Photographer: Spencer Platt/Getty Images

Noble Buys Clayton for $2.7 Billion to Expand in Permian

  • Will have second-largest position in Southern Delaware Basin
  • Deal provides 4,200 drilling locations on about 120,000 acres

Noble Energy Inc. agreed to buy Clayton Williams Energy Inc. for $2.7 billion in stock and cash to expand in America’s hottest shale play.

The combination will create the second-largest acreage position in the Southern Delaware Basin of the Permian shale formation, Houston-based Noble said in a statement Monday. The deal provides more than 4,200 drilling locations on about 120,000 net acres, with resources of more than 2 billion barrels of oil equivalent, Noble said. 

The Permian has been a hot spot for deals because it’s one of the few areas in the world where producers managed to make a profit during the downturn. Noble had long coveted the Clayton Williams assets because of their high oil content and the overlap with its own properties. The deal gives the company a large base in both the Permian and in the D-J basin shale plays in the Rocky Mountains region, said Robert Morris, a Citigroup Inc. analyst in New York.

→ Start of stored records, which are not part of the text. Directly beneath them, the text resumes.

//! Logical schema types. Pure data.
//!
//! `DataType` is the closed set of column types a `Series` can carry. It is
//! decided once at construction and never re-inferred.

use std::fmt;

use serde::{Deserialize, Serialize};

#[derive(Debug, Clone, Copy, PartialEq, Eq, Hash, Serialize, Deserialize)]
pub enum DataType {
    Boolean,
    Int64,
    Float64,
    Utf8,
    /// Unsigned row counts. Produced only by the groupby `count` aggregate,
    /// never by inference.
    UInt32,
}

impl DataType {
    /// Short name used in messages (`i64`, `f64`, `bool`, `str`, `u32`).
    pub fn short_name(&self) -> &'static str {
        match self {
            DataType::Boolean => "bool",
            DataType::Int64 => "i64",
            DataType::Float64 => "f64",
            DataType::Utf8 => "str",
            DataType::UInt32 => "u32",
        }
    }
}

impl fmt::Display for DataType {
    fn fmt(&self, f: &mut fmt::Formatter<'_>) -> fmt::Result {
        f.write_str(self.short_name())
    }
}

#[derive(Debug, Clone, PartialEq, Eq, Serialize, Deserialize)]
pub struct Field {
    pub name: String,
    pub data_type: DataType,
    pub nullable: bool,
}

impl Field {
    pub fn new(name: impl Into<String>, data_type: DataType, nullable: bool) -> Self {
        Self {
            name: name.into(),
            data_type,
            nullable,
        }
    }
}

#[derive(Debug, Clone, PartialEq, Eq, Serialize, Deserialize)]
pub struct Schema {
    pub fields: Vec<Field>,
}

impl Schema {
    pub fn new(fields: Vec<Field>) -> Self {
        Self { fields }
    }

    pub fn field(&self, idx: usize) -> Option<&Field> {
        self.fields.get(idx)
    }

    pub fn index_of(&self, name: &str) -> Option<usize> {
        self.fields.iter().position(|f| f.name == name)
    }

    pub fn len(&self) -> usize {
        self.fields.len()
    }

    pub fn is_empty(&self) -> bool {
        self.fields.is_empty()
    }
}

The acquisition “resolves a key investor concern -- the depth of Noble’s inventory," Morris said in a research note on Tuesday. “Noble now holds over 2 billion barrels of resource potential in two of the most economic oil plays in North America – the D-J and Delaware Basins."

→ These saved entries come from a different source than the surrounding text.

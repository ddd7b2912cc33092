//! Indexer: resolves the five selector shapes against a `DataFrame`.
//!
//! A selector is a tagged value built with `From` conversions, e.g.
//! `"a"`, `vec!["a", "b"]`, `vec![true, false, true]`, `vec![0usize, 2]` or
//! `(vec![0usize, 1], "b")`, and is resolved by one exhaustive match.

use tabula_core::error::{Error, Result};
use tabula_core::frame::DataFrame;
use tabula_core::series::Series;

/// Row half of a `(rows, columns)` selector.
#[derive(Debug, Clone, PartialEq, Eq)]
pub enum RowSelector {
    Mask(Vec<bool>),
    Positions(Vec<usize>),
}

/// Column half of a `(rows, columns)` selector.
#[derive(Debug, Clone, PartialEq, Eq)]
pub enum ColumnSelector {
    Label(String),
    Labels(Vec<String>),
}

#[derive(Debug, Clone, PartialEq, Eq)]
pub enum Selector {
    /// One column, returned as a Series.
    ByLabel(String),
    /// Column subset, row order unchanged.
    ByLabelList(Vec<String>),
    /// Rows where the mask is true; the mask must cover every row.
    ByMask(Vec<bool>),
    /// Rows at the given positions, in order, duplicates allowed.
    ByPositions(Vec<usize>),
    /// Row selector applied to the selected columns only. Always a frame.
    ByRowColPair(RowSelector, ColumnSelector),
}

/// Result of a selection: a single column or a frame.
#[derive(Debug, Clone)]
pub enum Selection {
    Series(Series),
    Frame(DataFrame),
}

impl Selection {
    pub fn into_series(self) -> Result<Series> {
        match self {
            Selection::Series(s) => Ok(s),
            Selection::Frame(df) => Err(Error::InvalidArgument(format!(
                "selection produced a frame of shape {:?}, not a series",
                df.shape()
            ))),
        }
    }

    pub fn into_frame(self) -> Result<DataFrame> {
        match self {
            Selection::Frame(df) => Ok(df),
            Selection::Series(s) => Err(Error::InvalidArgument(format!(
                "selection produced series '{}', not a frame",
                s.name()
            ))),
        }
    }

    /// `(height, width)`; a Series counts as one column.
    pub fn shape(&self) -> (usize, usize) {
        match self {
            Selection::Series(s) => (s.len(), 1),
            Selection::Frame(df) => df.shape(),
        }
    }
}

pub fn select(df: &DataFrame, selector: &Selector) -> Result<Selection> {
    let out = match selector {
        Selector::ByLabel(name) => Selection::Series(df.column(name)?.clone()),
        Selector::ByLabelList(names) => Selection::Frame(df.select_columns(names.as_slice())?),
        Selector::ByMask(mask) => Selection::Frame(select_rows(df, &RowSelector::Mask(mask.clone()))?),
        Selector::ByPositions(positions) => Selection::Frame(df.take(positions)?),
        Selector::ByRowColPair(rows, columns) => {
            let projected = match columns {
                ColumnSelector::Label(name) => df.select_columns(std::slice::from_ref(name))?,
                ColumnSelector::Labels(names) => df.select_columns(names.as_slice())?,
            };
            Selection::Frame(select_rows(&projected, rows)?)
        }
    };
    Ok(out)
}

fn select_rows(df: &DataFrame, rows: &RowSelector) -> Result<DataFrame> {
    match rows {
        RowSelector::Mask(mask) => df.filter(mask),
        RowSelector::Positions(positions) => df.take(positions),
    }
}

impl From<Vec<bool>> for RowSelector {
    fn from(mask: Vec<bool>) -> Self {
        RowSelector::Mask(mask)
    }
}

impl From<Vec<usize>> for RowSelector {
    fn from(positions: Vec<usize>) -> Self {
        RowSelector::Positions(positions)
    }
}

impl From<&str> for ColumnSelector {
    fn from(name: &str) -> Self {
        ColumnSelector::Label(name.to_string())
    }
}

impl From<String> for ColumnSelector {
    fn from(name: String) -> Self {
        ColumnSelector::Label(name)
    }
}

impl From<Vec<&str>> for ColumnSelector {
    fn from(names: Vec<&str>) -> Self {
        ColumnSelector::Labels(names.into_iter().map(str::to_string).collect())
    }
}

impl From<Vec<String>> for ColumnSelector {
    fn from(names: Vec<String>) -> Self {
        ColumnSelector::Labels(names)
    }
}

impl From<&str> for Selector {
    fn from(name: &str) -> Self {
        Selector::ByLabel(name.to_string())
    }
}

impl From<String> for Selector {
    fn from(name: String) -> Self {
        Selector::ByLabel(name)
    }
}

impl From<Vec<&str>> for Selector {
    fn from(names: Vec<&str>) -> Self {
        Selector::ByLabelList(names.into_iter().map(str::to_string).collect())
    }
}

impl From<Vec<String>> for Selector {
    fn from(names: Vec<String>) -> Self {
        Selector::ByLabelList(names)
    }
}

impl From<Vec<bool>> for Selector {
    fn from(mask: Vec<bool>) -> Self {
        Selector::ByMask(mask)
    }
}

impl From<Vec<usize>> for Selector {
    fn from(positions: Vec<usize>) -> Self {
        Selector::ByPositions(positions)
    }
}

impl<R, C> From<(R, C)> for Selector
where
    R: Into<RowSelector>,
    C: Into<ColumnSelector>,
{
    fn from((rows, columns): (R, C)) -> Self {
        Selector::ByRowColPair(rows.into(), columns.into())
    }
}
impl Series {
    /// Build a Series from a typed vector, e.g. `Vec<i64>` or
    /// `Vec<Option<&str>>`.
    pub fn new(name: impl Into<String>, values: impl IntoColumnData) -> Self {
        let (data, nulls) = values.into_column_data();
        Self::from_parts(name, data, nulls)
    }

    pub(crate) fn from_parts(name: impl Into<String>, data: ColumnData, nulls: NullBitmap) -> Self {
        debug_assert_eq!(data.len(), nulls.len());
        Self {
            name: name.into(),
            data: Arc::new(data),
            nulls: Arc::new(nulls),
        }
    }

    /// Build a Series from loosely-typed scalars.
    ///
    /// The dtype is decided by a single scan (see [`infer_dtype`]) unless
    /// `dtype_hint` is given. All-null or empty input without a hint cannot be
    /// resolved and fails with `Error::Schema`.
    pub fn from_scalars(
        name: impl Into<String>,
        values: Vec<Scalar>,
        dtype_hint: Option<DataType>,
    ) -> Result<Self> {
        let name = name.into();
        let dtype = dtype_hint.or_else(|| infer_dtype(&values)).ok_or_else(|| {
            Error::Schema(format!(
                "cannot infer dtype of column '{}': no non-null values",
                name
            ))
        })?;

        let mut data = ColumnData::with_capacity(dtype, values.len());
        let mut nulls = NullBitmap::new_valid(0);
        for value in &values {
            let cast = value.cast(dtype)?;
            nulls.push(cast.is_null());
            data.push(&cast)?;
        }
        Ok(Self::from_parts(name, data, nulls))
    }

    /// A column of `len` nulls of the given dtype.
    pub fn full_null(name: impl Into<String>, dtype: DataType, len: usize) -> Self {
        let mut data = ColumnData::with_capacity(dtype, len);
        for _ in 0..len {
            data.push_default();
        }
        Self::from_parts(name, data, NullBitmap::new_null(len))
    }

    pub fn name(&self) -> &str {
        &self.name
    }

    pub fn rename(&mut self, name: impl Into<String>) -> &mut Self {
        self.name = name.into();
        self
    }

    pub fn with_name(mut self, name: impl Into<String>) -> Self {
        self.name = name.into();
        self
    }

    pub fn len(&self) -> usize {
        self.data.len()
    }

    pub fn is_empty(&self) -> bool {
        self.len() == 0
    }

    pub fn dtype(&self) -> DataType {
        self.data.dtype()
    }

    pub fn data(&self) -> &ColumnData {
        &self.data
    }

    pub fn null_bitmap(&self) -> &NullBitmap {
        &self.nulls
    }

    /// Value at row `idx`; `Scalar::Null` for a missing value.
    pub fn get(&self, idx: usize) -> Result<Scalar> {
        if idx >= self.len() {
            return Err(Error::Index {
                index: idx,
                len: self.len(),
            });
        }
        Ok(self.value_unchecked(idx))
    }

    fn value_unchecked(&self, idx: usize) -> Scalar {
        if self.nulls.is_null(idx) {
            Scalar::Null
        } else {
            self.data.value(idx)
        }
    }

    pub fn iter(&self) -> impl Iterator<Item = Scalar> + '_ {
        (0..self.len()).map(|idx| self.value_unchecked(idx))
    }

    pub fn is_null_at(&self, idx: usize) -> bool {
        self.nulls.is_null(idx)
    }

    pub fn null_count(&self) -> usize {
        self.nulls.null_count()
    }

    /// Boolean Series marking missing rows.
    pub fn is_null(&self) -> Series {
        Series::new(self.name.clone(), self.nulls.iter().collect::<Vec<bool>>())
    }

    pub fn is_not_null(&self) -> Series {
        Series::new(
            self.name.clone(),
            self.nulls.iter().map(|n| !n).collect::<Vec<bool>>(),
        )
    }

    fn valid_rows(&self) -> impl Iterator<Item = usize> + '_ {
        (0..self.len()).filter(|idx| !self.nulls.is_null(*idx))
    }

    /// Sum of the non-null values; `0` when there are none.
    ///
    /// Integers and booleans sum to `I64`, floats to `F64`. An integer total
    /// outside the `i64` range is an `Overflow` error.
    pub fn sum(&self) -> Result<Scalar> {
        let out = match self.data.as_ref() {
            ColumnData::Int64(v) => Scalar::I64(checked_sum(self.valid_rows().map(|i| v[i]))?),
            ColumnData::UInt32(v) => {
                Scalar::I64(checked_sum(self.valid_rows().map(|i| i64::from(v[i])))?)
            }
            ColumnData::Boolean(v) => {
                Scalar::I64(self.valid_rows().filter(|i| v[*i]).count() as i64)
            }
            ColumnData::Float64(v) => Scalar::F64(self.valid_rows().map(|i| v[i]).sum()),
            ColumnData::Utf8(_) => {
                return Err(Error::TypeMismatch(format!(
                    "sum is not defined for {} column '{}'",
                    DataType::Utf8,
                    self.name
                )))
            }
        };
        Ok(out)
    }

    pub fn min(&self) -> Result<Scalar> {
        self.extreme(Ordering::Less, "min")
    }

    pub fn max(&self) -> Result<Scalar> {
        self.extreme(Ordering::Greater, "max")
    }

    fn extreme(&self, keep: Ordering, op: &'static str) -> Result<Scalar> {
        let mut best: Option<usize> = None;
        for idx in self.valid_rows() {
            best = match best {
                Some(b) if self.data.cmp_slots(idx, b) != keep => Some(b),
                _ => Some(idx),
            };
        }
        best.map(|idx| self.data.value(idx))
            .ok_or(Error::EmptyReduction { op })
    }

    /// Arithmetic mean of the non-null values, always as a float.
    pub fn mean(&self) -> Result<f64> {
        if let ColumnData::Utf8(_) = self.data.as_ref() {
            return Err(Error::TypeMismatch(format!(
                "mean is not defined for {} column '{}'",
                DataType::Utf8,
                self.name
            )));
        }
        let count = self.len() - self.null_count();
        if count == 0 {
            return Err(Error::EmptyReduction { op: "mean" });
        }
        // Accumulate in f64 so integer columns cannot overflow.
        let total: f64 = match self.data.as_ref() {
            ColumnData::Int64(v) => self.valid_rows().map(|i| v[i] as f64).sum(),
            ColumnData::UInt32(v) => self.valid_rows().map(|i| f64::from(v[i])).sum(),
            ColumnData::Boolean(v) => self.valid_rows().filter(|i| v[*i]).count() as f64,
            ColumnData::Float64(v) => self.valid_rows().map(|i| v[i]).sum(),
            ColumnData::Utf8(_) => 0.0,
        };
        Ok(total / count as f64)
    }

    /// Compare row-wise against another Series of the same length.
    pub fn compare(&self, op: CmpOp, other: &Series) -> Result<Series> {
        if other.len() != self.len() {
            return Err(Error::Schema(format!(
                "length mismatch in comparison: {} vs {}",
                self.len(),
                other.len()
            )));
        }
        self.compare_by(op, |idx| other.value_unchecked(idx))
    }

    /// Compare every row against one scalar.
    pub fn compare_scalar(&self, op: CmpOp, value: impl Into<Scalar>) -> Result<Series> {
        let value = value.into();
        self.compare_by(op, |_| value.clone())
    }

    fn compare_by(&self, op: CmpOp, rhs: impl Fn(usize) -> Scalar) -> Result<Series> {
        let mut out = Vec::with_capacity(self.len());
        for idx in 0..self.len() {
            let (lhs, rhs) = (self.value_unchecked(idx), rhs(idx));
            if lhs.is_null() || rhs.is_null() {
                out.push(None);
                continue;
            }
            let ord = lhs.try_cmp(&rhs).ok_or_else(|| {
                Error::TypeMismatch(format!("cannot compare {:?} with {:?}", lhs, rhs))
            })?;
            out.push(Some(op.holds(ord)));
        }
        Ok(Series::new(self.name.clone(), out))
    }

    pub fn equal(&self, other: &Series) -> Result<Series> {
        self.compare(CmpOp::Eq, other)
    }

    pub fn not_equal(&self, other: &Series) -> Result<Series> {
        self.compare(CmpOp::Ne, other)
    }

    pub fn lt(&self, other: &Series) -> Result<Series> {
        self.compare(CmpOp::Lt, other)
    }

    pub fn lt_eq(&self, other: &Series) -> Result<Series> {
        self.compare(CmpOp::Le, other)
    }

    pub fn gt(&self, other: &Series) -> Result<Series> {
        self.compare(CmpOp::Gt, other)
    }

    pub fn gt_eq(&self, other: &Series) -> Result<Series> {
        self.compare(CmpOp::Ge, other)
    }

    pub fn eq_scalar(&self, value: impl Into<Scalar>) -> Result<Series> {
        self.compare_scalar(CmpOp::Eq, value)
    }

    pub fn neq_scalar(&self, value: impl Into<Scalar>) -> Result<Series> {
        self.compare_scalar(CmpOp::Ne, value)
    }

    pub fn lt_scalar(&self, value: impl Into<Scalar>) -> Result<Series> {
        self.compare_scalar(CmpOp::Lt, value)
    }

    pub fn le_scalar(&self, value: impl Into<Scalar>) -> Result<Series> {
        self.compare_scalar(CmpOp::Le, value)
    }

    pub fn gt_scalar(&self, value: impl Into<Scalar>) -> Result<Series> {
        self.compare_scalar(CmpOp::Gt, value)
    }

    pub fn ge_scalar(&self, value: impl Into<Scalar>) -> Result<Series> {
        self.compare_scalar(CmpOp::Ge, value)
    }

    /// Turn a boolean Series into a row mask; nulls do not select.
    pub fn to_mask(&self) -> Result<Vec<bool>> {
        match self.data.as_ref() {
            ColumnData::Boolean(v) => Ok(v
                .iter()
                .enumerate()
                .map(|(idx, b)| *b && !self.nulls.is_null(idx))
                .collect()),
            _ => Err(Error::TypeMismatch(format!(
                "mask column '{}' must be {}, got {}",
                self.name,
                DataType::Boolean,
                self.dtype()
            ))),
        }
    }

    /// Gather rows by position. Duplicates are allowed.
    pub fn take(&self, indices: &[usize]) -> Result<Series> {
        if let Some(&bad) = indices.iter().find(|&&i| i >= self.len()) {
            return Err(Error::Index {
                index: bad,
                len: self.len(),
            });
        }
        let data = map_data!(self.data.as_ref(), v => indices.iter().map(|&i| v[i].clone()).collect());
        let nulls = NullBitmap::from_nulls(indices.iter().map(|&i| self.nulls.is_null(i)));
        Ok(Series::from_parts(self.name.clone(), data, nulls))
    }

    /// Gather rows by optional position; `None` produces a null row.
    pub fn take_opt(&self, indices: &[Option<usize>]) -> Result<Series> {
        if let Some(bad) = indices.iter().flatten().find(|&&i| i >= self.len()) {
            return Err(Error::Index {
                index: *bad,
                len: self.len(),
            });
        }
        let data = map_data!(self.data.as_ref(), v => indices
            .iter()
            .map(|slot| slot.map(|i| v[i].clone()).unwrap_or_default())
            .collect());
        let nulls = NullBitmap::from_nulls(
            indices
                .iter()
                .map(|slot| slot.map_or(true, |i| self.nulls.is_null(i))),
        );
        Ok(Series::from_parts(self.name.clone(), data, nulls))
    }

    /// Keep rows where `mask` is true.
    pub fn filter(&self, mask: &[bool]) -> Result<Series> {
        if mask.len() != self.len() {
            return Err(Error::Schema(format!(
                "mask length mismatch: expected {}, got {}",
                self.len(),
                mask.len()
            )));
        }
        let indices: Vec<usize> = mask
            .iter()
            .enumerate()
            .filter_map(|(idx, keep)| keep.then_some(idx))
            .collect();
        self.take(&indices)
    }

    /// Rows `[offset, offset + length)` clipped to the Series bounds.
    pub fn slice(&self, offset: usize, length: usize) -> Series {
        let start = offset.min(self.len());
        let end = start.saturating_add(length).min(self.len());
        let data = map_data!(self.data.as_ref(), v => v[start..end].to_vec());
        let nulls = NullBitmap::from_nulls((start..end).map(|i| self.nulls.is_null(i)));
        Series::from_parts(self.name.clone(), data, nulls)
    }

    pub fn head(&self, n: usize) -> Series {
        self.slice(0, n)
    }

    pub fn tail(&self, n: usize) -> Series {
        let n = n.min(self.len());
        self.slice(self.len() - n, n)
    }
}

Noble shares jumped 6 percent to $39.62 in New York trading at 10:27 a.m., their biggest intraday increase in six weeks. Clayton Williams climbed as much as 40 percent to $42.02, for its biggest gain in 19 years.

Core’s Core

“From all our technical work, we’ve identified this area as the core of the core,” David Stover, Noble’s chairman and chief executive officer, said in a telephone interview. “This acreage has been at the top of the list.”

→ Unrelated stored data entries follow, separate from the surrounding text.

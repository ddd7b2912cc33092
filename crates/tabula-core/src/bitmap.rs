//! Packed null bitmap. A set bit marks a missing value.

use serde::{Deserialize, Serialize};

#[derive(Debug, Clone, Serialize, Deserialize)]
pub struct NullBitmap {
    words: Vec<u64>,
    len: usize,
}

impl NullBitmap {
    /// Bitmap of `len` rows with no nulls.
    pub fn new_valid(len: usize) -> Self {
        Self {
            words: vec![0_u64; len.div_ceil(64)],
            len,
        }
    }

    /// Bitmap of `len` rows that are all null.
    pub fn new_null(len: usize) -> Self {
        let mut words = vec![u64::MAX; len.div_ceil(64)];
        let remainder = len % 64;
        if remainder > 0 {
            if let Some(last) = words.last_mut() {
                *last = (1_u64 << remainder) - 1;
            }
        }
        Self { words, len }
    }

    pub fn from_nulls(nulls: impl IntoIterator<Item = bool>) -> Self {
        let mut bitmap = Self::new_valid(0);
        for is_null in nulls {
            bitmap.push(is_null);
        }
        bitmap
    }

    pub fn push(&mut self, is_null: bool) {
        if self.len % 64 == 0 {
            self.words.push(0);
        }
        if is_null {
            self.words[self.len / 64] |= 1_u64 << (self.len % 64);
        }
        self.len += 1;
    }

    /// `true` when row `idx` is missing. Out-of-range rows read as null.
    pub fn is_null(&self, idx: usize) -> bool {
        if idx >= self.len {
            return true;
        }
        (self.words[idx / 64] >> (idx % 64)) & 1 == 1
    }

    pub fn null_count(&self) -> usize {
        // Bits past `len` are never set, so whole words can be counted.
        self.words.iter().map(|w| w.count_ones() as usize).sum()
    }

    pub fn len(&self) -> usize {
        self.len
    }

    pub fn is_empty(&self) -> bool {
        self.len == 0
    }

    pub fn iter(&self) -> impl Iterator<Item = bool> + '_ {
        (0..self.len).map(|idx| self.is_null(idx))
    }
}

impl PartialEq for NullBitmap {
    fn eq(&self, other: &Self) -> bool {
        self.len == other.len && self.words == other.words
    }
}

impl Eq for NullBitmap {}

Many of the wells are economical with oil at around $40 a barrel, Stover said. With crude trading in the $50-to-$60 range, which Stover considers a sustainable level, Noble can fund the operations with its cash flow. In addition to the productivity of the properties, Noble’s distribution assets in the area will help keep costs low, he said.

Crude prices rallied last year thanks to OPEC-led talks to ease a global supply glut, and have traded mostly above $50 a barrel since a final accord was reached to cut production at the end of November. West Texas Intermediate gained 1.3 percent to $53.04 a barrel at 10:10 a.m. in New York.

Selling Assets

Noble will probably sell other assets to help fund development in the Permian and retire debt it’s taking on from Clayton Williams, Timothy Rezvan, a Mizhuo Securities USA analyst in New York, said in a note to clients Tuesday. Projects in the eastern Mediterranean Sea and the Marcellus shale gas play in the U.S. seem likely targets, along with 100,000 “non-core" acres the company is picking up from Williams, Rezvan wrote.

Shareholders of Clayton Williams, based in Midland, Texas, will receive 2.7874 shares of Noble’s common stock and $34.75 for each share of common stock held, totaling 55 million shares and $665 million in cash, Noble said. In addition, the deal includes the assumption of about $500 million in net debt.

Noble plans to increase production on the acquired assets to about 60,000 barrels of oil equivalent a day by 2020, from about 10,000 currently, according to the statement.

The cash portion of the acquisition will be financed through a $4 billion revolving credit facility. The company expects to retire Clayton Williams’s outstanding debt. The deal will provide Noble with about $75 million in annual cost savings.